Exercise: Pull each line containing "source" from the data.

------ Given information ------

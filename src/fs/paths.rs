//! Destination paths and relocation of finished downloads.

use std::io;
use std::path::{Path, PathBuf};

use tempfile::NamedTempFile;
use url::Url;

use crate::error::Result;
use crate::fs::naming::locator_basename;

/// Get the destination path for a locator inside the staging directory.
pub fn destination_path(destination_dir: &Path, url: &Url) -> Result<PathBuf> {
    Ok(destination_dir.join(locator_basename(url)?))
}

/// Ensure a directory exists, creating it if necessary.
pub fn ensure_dir(path: &Path) -> Result<()> {
    if !path.exists() {
        std::fs::create_dir_all(path)?;
    }
    Ok(())
}

/// Move a finished download to its destination, replacing any existing file.
///
/// Either the complete file ends up at `destination` or nothing new does. A
/// rename is tried first; when source and destination live on different
/// filesystems the contents are copied into a sibling temporary file which is
/// then renamed into place.
pub fn relocate(source: &Path, destination: &Path) -> io::Result<()> {
    match std::fs::rename(source, destination) {
        Ok(()) => return Ok(()),
        Err(e) => tracing::debug!(
            "Rename {} -> {} failed ({}), copying instead",
            source.display(),
            destination.display(),
            e
        ),
    }

    let parent = destination
        .parent()
        .filter(|p| !p.as_os_str().is_empty())
        .unwrap_or(Path::new("."));

    let mut staged = NamedTempFile::new_in(parent)?;
    let mut reader = std::fs::File::open(source)?;
    io::copy(&mut reader, staged.as_file_mut())?;
    staged.as_file().sync_all()?;
    staged.persist(destination).map_err(|e| e.error)?;

    // Best effort: the transport owns its scratch file.
    let _ = std::fs::remove_file(source);
    Ok(())
}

------

Solution:
/// rename is tried first; when source and destination live on different
pub fn relocate(source: &Path, destination: &Path) -> io::Result<()> {
    match std::fs::rename(source, destination) {
            source.display(),
    let mut reader = std::fs::File::open(source)?;
    let _ = std::fs::remove_file(source);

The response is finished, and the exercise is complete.